#### Exercise
For each line below that holds the word "iter", make a copy.

[Saved data entries]

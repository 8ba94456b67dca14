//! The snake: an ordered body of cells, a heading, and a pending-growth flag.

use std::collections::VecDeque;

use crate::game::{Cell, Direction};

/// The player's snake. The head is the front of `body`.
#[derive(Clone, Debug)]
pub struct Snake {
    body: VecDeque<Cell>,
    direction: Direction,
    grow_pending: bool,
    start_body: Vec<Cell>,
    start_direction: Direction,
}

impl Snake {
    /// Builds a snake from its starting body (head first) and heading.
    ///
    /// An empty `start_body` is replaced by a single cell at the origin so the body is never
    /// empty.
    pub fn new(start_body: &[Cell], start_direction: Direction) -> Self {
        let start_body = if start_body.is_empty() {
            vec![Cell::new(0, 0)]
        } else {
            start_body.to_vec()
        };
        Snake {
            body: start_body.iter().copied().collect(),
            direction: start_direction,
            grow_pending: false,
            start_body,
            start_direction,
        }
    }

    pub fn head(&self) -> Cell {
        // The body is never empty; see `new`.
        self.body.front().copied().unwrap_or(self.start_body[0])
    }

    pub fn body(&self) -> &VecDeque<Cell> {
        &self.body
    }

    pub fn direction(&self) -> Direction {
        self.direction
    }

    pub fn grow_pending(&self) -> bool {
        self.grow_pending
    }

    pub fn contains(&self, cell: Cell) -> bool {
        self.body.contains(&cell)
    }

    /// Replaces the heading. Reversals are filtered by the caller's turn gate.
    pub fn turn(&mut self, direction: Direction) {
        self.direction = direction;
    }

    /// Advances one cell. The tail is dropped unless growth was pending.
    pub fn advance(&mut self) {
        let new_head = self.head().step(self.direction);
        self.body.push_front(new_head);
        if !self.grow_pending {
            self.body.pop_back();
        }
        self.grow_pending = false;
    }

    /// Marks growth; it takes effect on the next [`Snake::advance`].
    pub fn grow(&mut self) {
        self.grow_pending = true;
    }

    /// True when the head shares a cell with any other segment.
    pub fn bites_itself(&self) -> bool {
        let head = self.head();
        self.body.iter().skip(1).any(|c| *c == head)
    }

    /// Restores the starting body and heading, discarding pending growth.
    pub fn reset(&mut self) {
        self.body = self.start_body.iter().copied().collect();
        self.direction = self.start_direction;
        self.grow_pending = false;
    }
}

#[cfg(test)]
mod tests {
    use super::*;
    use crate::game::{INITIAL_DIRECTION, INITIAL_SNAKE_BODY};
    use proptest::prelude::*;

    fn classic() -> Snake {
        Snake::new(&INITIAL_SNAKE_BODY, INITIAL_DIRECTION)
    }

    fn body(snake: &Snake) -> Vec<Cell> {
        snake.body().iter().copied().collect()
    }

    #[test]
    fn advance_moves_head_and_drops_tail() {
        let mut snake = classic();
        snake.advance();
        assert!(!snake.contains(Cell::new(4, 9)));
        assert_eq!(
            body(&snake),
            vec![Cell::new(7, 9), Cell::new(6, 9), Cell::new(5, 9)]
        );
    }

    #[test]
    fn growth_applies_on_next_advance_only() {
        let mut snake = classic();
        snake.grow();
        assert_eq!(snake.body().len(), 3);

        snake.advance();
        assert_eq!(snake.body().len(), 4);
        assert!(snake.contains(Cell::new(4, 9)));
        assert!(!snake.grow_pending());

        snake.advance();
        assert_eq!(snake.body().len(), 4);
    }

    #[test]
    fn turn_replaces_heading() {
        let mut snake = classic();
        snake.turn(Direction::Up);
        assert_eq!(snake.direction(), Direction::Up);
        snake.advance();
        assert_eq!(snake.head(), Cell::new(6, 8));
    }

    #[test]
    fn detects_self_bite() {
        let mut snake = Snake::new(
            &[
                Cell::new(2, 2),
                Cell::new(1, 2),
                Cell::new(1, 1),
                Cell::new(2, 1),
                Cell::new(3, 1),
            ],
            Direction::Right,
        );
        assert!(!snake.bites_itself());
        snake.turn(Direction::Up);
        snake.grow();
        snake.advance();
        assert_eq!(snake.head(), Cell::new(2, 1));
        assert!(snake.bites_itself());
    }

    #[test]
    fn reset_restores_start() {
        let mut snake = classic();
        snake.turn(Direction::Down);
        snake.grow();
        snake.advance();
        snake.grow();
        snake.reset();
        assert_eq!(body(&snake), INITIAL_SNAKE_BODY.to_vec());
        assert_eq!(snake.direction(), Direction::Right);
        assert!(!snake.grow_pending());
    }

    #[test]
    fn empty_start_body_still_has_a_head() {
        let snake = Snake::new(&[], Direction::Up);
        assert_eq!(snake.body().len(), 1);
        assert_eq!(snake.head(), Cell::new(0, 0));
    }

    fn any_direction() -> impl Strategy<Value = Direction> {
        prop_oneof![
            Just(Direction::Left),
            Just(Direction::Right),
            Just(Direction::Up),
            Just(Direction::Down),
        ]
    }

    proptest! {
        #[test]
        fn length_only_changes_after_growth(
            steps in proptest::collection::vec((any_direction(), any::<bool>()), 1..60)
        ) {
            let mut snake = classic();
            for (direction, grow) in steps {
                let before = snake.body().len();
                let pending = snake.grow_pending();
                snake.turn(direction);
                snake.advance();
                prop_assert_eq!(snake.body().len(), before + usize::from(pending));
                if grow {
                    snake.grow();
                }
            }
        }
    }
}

#### Written answer
            body: start_body.iter().copied().collect(),
        self.body.iter().skip(1).any(|c| *c == head)
        self.body = self.start_body.iter().copied().collect();
        snake.body().iter().copied().collect()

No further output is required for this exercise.